Mecanismo propuesto de control, procesos VAC y VTA.

Los coeficientes de absorción y los diagramas Tauc de las películas de perovskita se muestran en las figuras 4A y 4B. Debido a los diferentes espesores entre las muestras de control, VAC y VTA, se calcularon los coeficientes de absorción46 para comparar. La muestra VAC muestra el coeficiente de absorción más alto ya que la película es rugosa y dispersa más luz47. Usando la cantidad adecuada de I, Br y Cl, los bordes de absorción de todas las condiciones son ~ 712 nm, exhibiendo la banda prohibida cerca de 1,80 eV, ubicada en el rango inferior de valores óptimos para aplicaciones con poca luz (1,80 - 1,90 eV). . Se esperan valores similares ya que los cambios físicos debidos al vacío no deberían afectar la composición química. Estos resultados son consistentes con la eficiencia cuántica externa (EQE) como se muestra en la Fig. 4C. La medición EQE se utiliza para medir la proporción de electrones generados y fotones dados en una longitud de onda específica de excitación de luz. Como era de esperar, los electrones generados sólo se encuentran en el rango de absorción de luz.

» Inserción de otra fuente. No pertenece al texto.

//! Shrinkables and generators for primitive domains: integers, choices and samples.

use std::sync::Arc;

use num_traits::{NumCast, PrimInt};
use rand::Rng;
use rand::distributions::uniform::SampleUniform;

use crate::distance::ShrinkingDistance;
use crate::error::PropertyError;
use crate::generator::Generator;
use crate::shrinkable::{Generated, Shrink, Shrinkable};

/// Integer shrinking towards a target by binary descent
///
/// Candidates are the target itself followed by `value - diff / 2^k`, so at most
/// one candidate per bit of the distance is proposed.
#[derive(Debug, Clone)]
pub struct IntegralShrinkable<T> {
    value: T,
    target: T,
}

impl<T: PrimInt + Generated> IntegralShrinkable<T> {
    pub fn new(value: T, target: T) -> Self {
        Self { value, target }
    }

    fn widened(&self) -> Option<(i128, i128)> {
        Some((self.value.to_i128()?, self.target.to_i128()?))
    }
}

impl<T: PrimInt + Generated> Shrink<T> for IntegralShrinkable<T> {
    fn value(&self) -> T {
        self.value
    }

    fn distance(&self) -> ShrinkingDistance {
        let distance = match self.widened() {
            Some((value, target)) => u64::try_from(value.abs_diff(target)).unwrap_or(u64::MAX),
            None => u64::MAX,
        };
        ShrinkingDistance::of(&[distance])
    }

    fn shrink(&self) -> Vec<Shrinkable<T>> {
        let Some((value, target)) = self.widened() else {
            return Vec::new();
        };
        let Some(diff) = value.checked_sub(target) else {
            return Vec::new();
        };

        let mut candidates = Vec::new();
        let mut step = diff;
        while step != 0 {
            if let Some(candidate) = value.checked_sub(step).and_then(<T as NumCast>::from) {
                candidates.push(Shrinkable::new(Self::new(candidate, self.target)));
            }
            step /= 2;
        }
        candidates
    }
}

/// Value picked from a list; shrinks to any earlier entry
#[derive(Debug, Clone)]
pub struct ChoiceShrinkable<T> {
    values: Arc<Vec<T>>,
    index: usize,
}

impl<T: Generated> ChoiceShrinkable<T> {
    /// Pick entry `index` of `values`
    pub fn new(values: Arc<Vec<T>>, index: usize) -> Result<Self, PropertyError> {
        check_index(values.len(), index)?;
        Ok(Self::at(values, index))
    }

    pub(crate) fn at(values: Arc<Vec<T>>, index: usize) -> Self {
        Self { values, index }
    }
}

impl<T: Generated> Shrink<T> for ChoiceShrinkable<T> {
    fn value(&self) -> T {
        self.values[self.index].clone()
    }

    fn distance(&self) -> ShrinkingDistance {
        ShrinkingDistance::of(&[self.index as u64])
    }

    fn shrink(&self) -> Vec<Shrinkable<T>> {
        (0..self.index)
            .map(|index| Shrinkable::new(Self::at(Arc::clone(&self.values), index)))
            .collect()
    }
}

/// Value taken from a sample list; shrinks only to the previous sample
#[derive(Debug, Clone)]
pub struct SampleShrinkable<T> {
    samples: Arc<Vec<T>>,
    index: usize,
}

impl<T: Generated> SampleShrinkable<T> {
    /// Take sample `index` of `samples`
    pub fn new(samples: Arc<Vec<T>>, index: usize) -> Result<Self, PropertyError> {
        check_index(samples.len(), index)?;
        Ok(Self::at(samples, index))
    }

    pub(crate) fn at(samples: Arc<Vec<T>>, index: usize) -> Self {
        Self { samples, index }
    }
}

fn check_index(len: usize, index: usize) -> Result<(), PropertyError> {
    if index < len {
        Ok(())
    } else {
        Err(PropertyError::generation_failed(format!(
            "index {index} out of range for {len} values"
        )))
    }
}

impl<T: Generated> Shrink<T> for SampleShrinkable<T> {
    fn value(&self) -> T {
        self.samples[self.index].clone()
    }

    fn distance(&self) -> ShrinkingDistance {
        ShrinkingDistance::of(&[self.index as u64])
    }

    fn shrink(&self) -> Vec<Shrinkable<T>> {
        match self.index.checked_sub(1) {
            Some(previous) => vec![Shrinkable::new(Self::at(
                Arc::clone(&self.samples),
                previous,
            ))],
            None => Vec::new(),
        }
    }
}

/// Uniform integers in `[min, max]` shrinking towards `target`
///
/// `target` is clamped into the range.
pub fn integral_generator<T>(min: T, max: T, target: T) -> Generator<T>
where
    T: PrimInt + SampleUniform + Generated,
{
    if min > max {
        return Generator::fail(format!(
            "empty integer range: min {:?} is greater than max {:?}",
            min.to_i128(),
            max.to_i128()
        ));
    }
    let target = target.clamp(min, max);
    Generator::new(move |rng| {
        let value = rng.gen_range(min..=max);
        Ok(Shrinkable::new(IntegralShrinkable::new(value, target)))
    })
}

/// Target an integral range shrinks towards when none is given: zero if it lies in
/// the range, otherwise the bound closest to zero
pub fn default_target<T: PrimInt>(min: T, max: T) -> T {
    if min > max {
        return min;
    }
    T::zero().clamp(min, max)
}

(A) El coeficiente de absorción para películas de control, VAC y VTA. (B) Gráfico Tauc para el análisis de banda prohibida óptica (Eg). (C) Espectros de eficiencia cuántica externa (EQE) para dispositivos de control, VAC y VTA. (D) Espectros PL en estado estacionario de películas de control, VAC y VTA.

Los espectros de fotoluminiscencia (PL) en estado estacionario se muestran en la Fig. 4D para evaluar la dinámica de transferencia de carga de las películas de perovskita. Las películas de perovskita se fabricaron sobre sustratos de FTO/SnO2. Para VTA, la intensidad de PL es la más fuerte, lo que indica recombinaciones no radiativas más bajas36 debido a la película más compacta y menos límites de grano. En los espectros de PL, la película VAC muestra la intensidad de PL más baja, posiblemente debido a los altos límites de grano y los agujeros, que contribuyen a la recombinación no radiativa. El pico PL del caso VAC muestra signos de separación de fases con un pico rico en Br cerca de 720 nm y un pico rico en I cerca de 770 nm. La posición del pico de VTA está desplazada hacia el azul en comparación con la del control, lo que indica una disminución de la recombinación radiativa espontánea causada por estados de trampa en la superficie y/o en los límites de los granos48,49.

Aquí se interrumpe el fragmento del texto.